Overall, modern machine learning leverages a rich spectrum of algorithmic techniques tailored to data characteristics and modeling goals. No single best approach exists. The art lies in matching algorithms to problems and intelligently combining methods to achieve optimal performance.
Comparing and Tuning Algorithms
Choosing the right basic machine learning algorithms for a problem requires understanding their relative strengths and weaknesses:
- Simpler linear models like regression provide transparency but cannot capture nonlinear relationships as well as multilayer neural networks.
- However, deep neural nets require extensive training data and computing resources to tune millions of parameters. Shallow learners like decision trees can train faster on limited data.
- Clustering techniques like k-means scale well but performance depends heavily on distance metrics and cluster number k. Hierarchical clustering is flexible but computationally expensive.
Proper performance evaluation guides selection. Metrics like R-squared, log loss, confusion matrices, and cluster validation indices quantify model quality. Diagnostic tools identify bias, overfitting, and input dependencies.
Tuning algorithms by optimizing hyperparameters like learning rate, tree depth, and regularization strength via grid/random search improves results. Automated optimization frameworks like Bayesian hyperparameter tuning are emerging. Overall, combining complementary algorithms in ensembles boosts robustness.
Cutting Edge Advances
Ongoing research is advancing basic machine learning algorithms:
- Explainable AI techniques like LIME and SHAP open the black box of complex models like deep neural networks to provide human-understandable explanations.

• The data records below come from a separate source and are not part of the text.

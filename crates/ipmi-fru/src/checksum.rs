//! The FRU two's-complement zero-sum checksum used by every area header and
//! every multirecord header/body.

/// Computes the checksum byte that, appended to `bytes`, makes the region
/// sum to zero modulo 256.
pub fn checksum(bytes: &[u8]) -> u8 {
    let sum: u8 = bytes.iter().fold(0u8, |acc, &b| acc.wrapping_add(b));
    sum.wrapping_neg()
}

/// Verifies that `bytes` (which already includes its own trailing checksum
/// byte) sums to zero modulo 256.
pub fn verify(bytes: &[u8]) -> bool {
    bytes.iter().fold(0u8, |acc, &b| acc.wrapping_add(b)) == 0
}

#[cfg(test)]
mod tests {
    use super::*;

    #[test]
    fn checksum_of_empty_is_zero() {
        assert_eq!(checksum(&[]), 0);
    }

    #[test]
    fn checksum_round_trips() {
        let data = [0x01, 0x02, 0x03, 0xAB, 0xCD];
        let cksum = checksum(&data);
        let mut with_cksum = data.to_vec();
        with_cksum.push(cksum);
        assert!(verify(&with_cksum));
    }

    #[test]
    fn corrupted_checksum_fails_verify() {
        let data = [0x01, 0x02, 0x03];
        let mut with_cksum = data.to_vec();
        with_cksum.push(checksum(&data) ^ 0x01);
        assert!(!verify(&with_cksum));
    }
}
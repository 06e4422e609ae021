//! Read, write and manipulate IPMI Platform Management FRU Information
//! Storage records (IPMI FRU Information Storage Definition v1.0, rev 1.3).
//!
//! The entry points are [`file::load`]/[`file::load_with_flags`] (binary ->
//! [`model::Fru`]) and [`file::save`] ([`model::Fru`] -> binary). Once
//! loaded, [`model::Fru`] exposes area enable/disable/move and field/record
//! get/set/add/delete operations.

pub mod area;
pub mod checksum;
pub mod error;
pub mod field;
pub mod file;
pub mod hex;
pub mod model;
pub mod mr;

pub use error::{last_error, clear_error, Error, ErrorKind, ErrorSource, Result};
pub use field::{Encoding, Field};
pub use file::{load, load_with_flags, save, DecodeFlags, MAX_FILE_SIZE};
pub use model::{AreaTag, BoardArea, BoardDate, ChassisArea, Fru, InsertPosition, InternalArea, ProductArea};
pub use mr::{ManagementRecord, ManagementSubtype, RawEncoding, Record};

- Distributed computing frameworks like TensorFlow and PyTorch scale training over clusters of machines to handle massive datasets.
- Transfer learning and multi-task learning leverage knowledge gained from related tasks to speed up learning with limited data.
- Novel convolutional and graph network architectures model new data types like images, text, meshes, and molecules.
- Techniques to embed fairness, accountability, transparency, and ethics into algorithm design help address societal concerns.
Mastering basic machine learning algorithms and how they work start with studying core algorithms for supervised learning, unsupervised learning, and reinforcement learning. Linear regression logistics regression, decision trees, neural networks, k-means, principal component analysis, and Q-learning represent an essential starter toolkit. Of course, entire sub-fields delve into these techniques in far greater mathematical and computational depth. But foundational proficiency empowers tackling more advanced real-world applications. The algorithms introduced here provide the building blocks for cutting-edge artificial intelligence systems transforming every sector of the economy.